**Work instructions:** Take from the data every line in which the word "RequestContext" is found.

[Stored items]
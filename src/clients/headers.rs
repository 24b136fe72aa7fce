//! Per-attempt request context and the headers derived from it.

use std::collections::HashMap;
use std::fmt;

/// `Content-Type` header name.
pub const CONTENT_TYPE: &str = "Content-Type";
/// `Authorization` header name.
pub const AUTHORIZATION: &str = "Authorization";
/// App version header name.
pub const APP_VERSION: &str = "X-App-Version";
/// Platform header name.
pub const PLATFORM: &str = "X-Platform";
/// Request id header name.
pub const REQUEST_ID: &str = "X-Request-ID";

const JSON: &str = "application/json";

/// Everything needed to build the headers of one attempt.
///
/// Built fresh for every attempt from the credential store and the request
/// id generator; never persisted. The `Debug` output masks the
/// authorization value.
#[derive(Clone, PartialEq, Eq)]
pub struct RequestContext {
    /// Trace id of this attempt.
    pub request_id: String,
    /// Platform identifier.
    pub platform: String,
    /// App version string.
    pub app_version: String,
    /// `Bearer <token>`, when an access token is stored.
    pub auth_header: Option<String>,
}

impl RequestContext {
    /// Creates a context; `access_token` becomes a bearer header when present.
    #[must_use]
    pub fn new(
        request_id: String,
        platform: impl Into<String>,
        app_version: impl Into<String>,
        access_token: Option<&str>,
    ) -> Self {
        Self {
            request_id,
            platform: platform.into(),
            app_version: app_version.into(),
            auth_header: access_token.map(|token| format!("Bearer {token}")),
        }
    }

    /// Returns the outbound headers for this attempt.
    ///
    /// `Authorization` is omitted entirely when there is no token.
    #[must_use]
    pub fn to_headers(&self) -> HashMap<String, String> {
        let mut headers = HashMap::new();
        headers.insert(CONTENT_TYPE.to_string(), JSON.to_string());
        headers.insert(APP_VERSION.to_string(), self.app_version.clone());
        headers.insert(PLATFORM.to_string(), self.platform.clone());
        headers.insert(REQUEST_ID.to_string(), self.request_id.clone());
        if let Some(auth) = &self.auth_header {
            headers.insert(AUTHORIZATION.to_string(), auth.clone());
        }
        headers
    }
}

impl fmt::Debug for RequestContext {
    fn fmt(&self, f: &mut fmt::Formatter<'_>) -> fmt::Result {
        f.debug_struct("RequestContext")
            .field("request_id", &self.request_id)
            .field("platform", &self.platform)
            .field("app_version", &self.app_version)
            .field("auth_header", &self.auth_header.as_ref().map(|_| "Bearer *****"))
            .finish()
    }
}
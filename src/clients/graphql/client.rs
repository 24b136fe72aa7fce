//! GraphQL client facade.
//!
//! This module provides the [`GraphqlClient`] type, the public entry point
//! for executing operations against the app's GraphQL backend.

use std::sync::Arc;

use serde::de::DeserializeOwned;
use tokio::sync::broadcast;

use crate::auth::{CredentialStore, SessionEvent};
use crate::clients::{
    ClassifiedError, ClientError, ErrorKind, HttpTransport, Operation, RateLimiters,
    RequestPipeline, Transport,
};
use crate::config::ClientConfig;
use crate::error::ConfigError;

/// GraphQL client with credential injection, retries and rate limiting.
///
/// Every call goes through the [`RequestPipeline`]: the operation is
/// throttled, sent with fresh headers, classified on failure and retried
/// when the failure is transient. An expired session clears the stored
/// credentials and emits [`SessionEvent::Expired`].
///
/// # Thread Safety
///
/// `GraphqlClient` is `Send + Sync` and cheap to clone; clones share the
/// credential store, the rate limiter buckets and the event channel.
///
/// # Example
///
/// ```rust,ignore
/// use shop_api_client::{AppVersion, ClientConfig, Endpoint, GraphqlClient};
/// use shop_api_client::clients::Operation;
/// use serde_json::json;
///
/// let config = ClientConfig::builder()
///     .endpoint(Endpoint::new("https://api.example.com/graphql")?)
///     .app_version(AppVersion::new("2.4.0")?)
///     .build()?;
///
/// let client = GraphqlClient::connect(config).await?;
///
/// let op = Operation::builder("GetCart", "query GetCart($id: ID!) { cart(id: $id) { id total } }")
///     .variables(json!({ "id": "cart-1" }))
///     .build()?;
/// let data = client.execute(&op).await?;
/// println!("Cart total: {}", data["cart"]["total"]);
/// ```
#[derive(Clone, Debug)]
pub struct GraphqlClient {
    config: Arc<ClientConfig>,
    pipeline: Arc<RequestPipeline>,
}

// Verify GraphqlClient is Send + Sync at compile time
const _: fn() = || {
    const fn assert_send_sync<T: Send + Sync>() {}
    assert_send_sync::<GraphqlClient>();
};

impl GraphqlClient {
    /// Creates a client with the platform's default credential store and an
    /// HTTP transport.
    ///
    /// # Errors
    ///
    /// Returns [`ConfigError::TransportInit`] if the HTTP client cannot be
    /// built.
    pub async fn connect(config: ClientConfig) -> Result<Self, ConfigError> {
        let transport = HttpTransport::new(&config)?;
        let store = CredentialStore::platform_default(&config).await;
        Ok(Self::with_parts(config, store, Arc::new(transport)))
    }

    /// Creates a client from explicit parts.
    ///
    /// Useful for tests and for embedders that bring their own storage or
    /// transport.
    #[must_use]
    pub fn with_parts(
        config: ClientConfig,
        store: CredentialStore,
        transport: Arc<dyn Transport>,
    ) -> Self {
        let pipeline = RequestPipeline::new(&config, store, transport);
        Self {
            config: Arc::new(config),
            pipeline: Arc::new(pipeline),
        }
    }

    /// Executes an operation and returns the response's `data` object.
    ///
    /// # Errors
    ///
    /// Returns [`ClientError::InvalidOperation`] when the operation fails
    /// [`Operation::verify`], [`ClientError::RateLimited`] when the
    /// operation's bucket is exhausted, or [`ClientError::Classified`] when
    /// the call fails.
    pub async fn execute(&self, operation: &Operation) -> Result<serde_json::Value, ClientError> {
        self.pipeline.execute(operation).await
    }

    /// Executes an operation and deserializes its `data` object into `T`.
    ///
    /// # Errors
    ///
    /// Returns the same errors as [`execute`](Self::execute). A `data`
    /// object that does not match `T` is an [`ErrorKind::Unknown`] error.
    pub async fn execute_as<T: DeserializeOwned>(
        &self,
        operation: &Operation,
    ) -> Result<T, ClientError> {
        let data = self.execute(operation).await?;
        serde_json::from_value(data).map_err(|e| {
            ClassifiedError::new(
                ErrorKind::Unknown,
                format!("Unexpected response shape: {e}"),
                &operation.name,
            )
            .into()
        })
    }

    /// Returns the credential store.
    #[must_use]
    pub fn credentials(&self) -> &CredentialStore {
        self.pipeline.store()
    }

    /// Returns the rate limiters.
    #[must_use]
    pub fn rate_limiters(&self) -> &RateLimiters {
        self.pipeline.limiters()
    }

    /// Returns the client's configuration.
    #[must_use]
    pub fn config(&self) -> &ClientConfig {
        &self.config
    }

    /// Subscribes to session events.
    ///
    /// Only events sent after subscribing are received.
    #[must_use]
    pub fn subscribe(&self) -> broadcast::Receiver<SessionEvent> {
        self.pipeline.subscribe()
    }

    pub(crate) fn notify(&self, event: SessionEvent) {
        self.pipeline.notify(event);
    }
}

#[cfg(test)]
mod tests {
    use super::*;
    use crate::clients::{TransportFailure, TransportRequest};
    use crate::config::{AppVersion, Endpoint};
    use async_trait::async_trait;
    use serde::Deserialize;
    use serde_json::json;

    #[derive(Debug)]
    struct Fixed(serde_json::Value);

    #[async_trait]
    impl Transport for Fixed {
        async fn send(&self, _request: TransportRequest) -> Result<serde_json::Value, TransportFailure> {
            Ok(self.0.clone())
        }
    }

    fn client(data: serde_json::Value) -> GraphqlClient {
        let config = ClientConfig::builder()
            .endpoint(Endpoint::new("https://api.example.com/graphql").unwrap())
            .app_version(AppVersion::new("1.0.0").unwrap())
            .build()
            .unwrap();
        GraphqlClient::with_parts(config, CredentialStore::in_memory(), Arc::new(Fixed(data)))
    }

    fn op() -> Operation {
        Operation::builder("GetCart", "query GetCart { cart { id } }")
            .build()
            .unwrap()
    }

    #[derive(Debug, Deserialize, PartialEq)]
    struct CartData {
        cart: Cart,
    }

    #[derive(Debug, Deserialize, PartialEq)]
    struct Cart {
        id: String,
    }

    #[tokio::test]
    async fn test_execute_as_deserializes_data() {
        let client = client(json!({"cart": {"id": "c1"}}));
        let data: CartData = client.execute_as(&op()).await.unwrap();
        assert_eq!(data.cart.id, "c1");
    }

    #[tokio::test]
    async fn test_execute_as_shape_mismatch_is_unknown() {
        let client = client(json!({"cart": {"identifier": 1}}));
        let err = client.execute_as::<CartData>(&op()).await.unwrap_err();
        assert_eq!(err.kind(), Some(ErrorKind::Unknown));
    }

    #[tokio::test]
    async fn test_clones_share_store_and_events() {
        let client = client(json!({}));
        let clone = client.clone();
        let mut events = client.subscribe();

        clone.credentials().set("tok", None).await.unwrap();
        clone.notify(SessionEvent::LoggedOut);

        assert_eq!(
            client
                .credentials()
                .get(crate::auth::TokenKind::Access)
                .await
                .as_deref(),
            Some("tok")
        );
        assert_eq!(events.recv().await.unwrap(), SessionEvent::LoggedOut);
    }
}
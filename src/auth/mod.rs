//! Credential storage and session lifecycle.
//!
//! # Overview
//!
//! - [`CredentialStore`]: Async storage for tokens and the other keys the
//!   client owns, over a pluggable [`CredentialBackend`]
//! - [`Credential`]: An access/refresh token pair
//! - [`StorageKey`]: The closed set of persisted keys
//! - [`login`], [`logout`], [`refresh_session`]: Session operations run
//!   through a [`GraphqlClient`](crate::GraphqlClient)
//! - [`SessionEvent`]: Notifications for sign-in, sign-out and expiry
//!
//! # Example
//!
//! ```rust
//! use shop_api_client::auth::{CredentialStore, TokenKind};
//!
//! # tokio_test::block_on(async {
//! let store = CredentialStore::in_memory();
//! store.set("access-token", Some("refresh-token")).await.unwrap();
//!
//! let credential = store.credential().await.unwrap();
//! assert_eq!(credential.access_token, "access-token");
//!
//! store.clear(Some(TokenKind::Access)).await;
//! assert!(store.credential().await.is_none());
//! # });
//! ```

mod credentials;
mod session;
pub mod storage;
mod store;

pub use credentials::{Credential, StorageKey, TokenKind};
pub use session::{
    login, logout, refresh_session, LoginCredentials, SessionError, SessionEvent,
    DEFAULT_LOGIN_OPERATION, DEFAULT_REFRESH_OPERATION,
};
pub use storage::{
    CredentialBackend, FileBackend, KeyringBackend, MemoryBackend, StorageError,
};
pub use store::CredentialStore;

**Written answer:**
pub struct RequestContext {
impl RequestContext {
impl fmt::Debug for RequestContext {
        f.debug_struct("RequestContext")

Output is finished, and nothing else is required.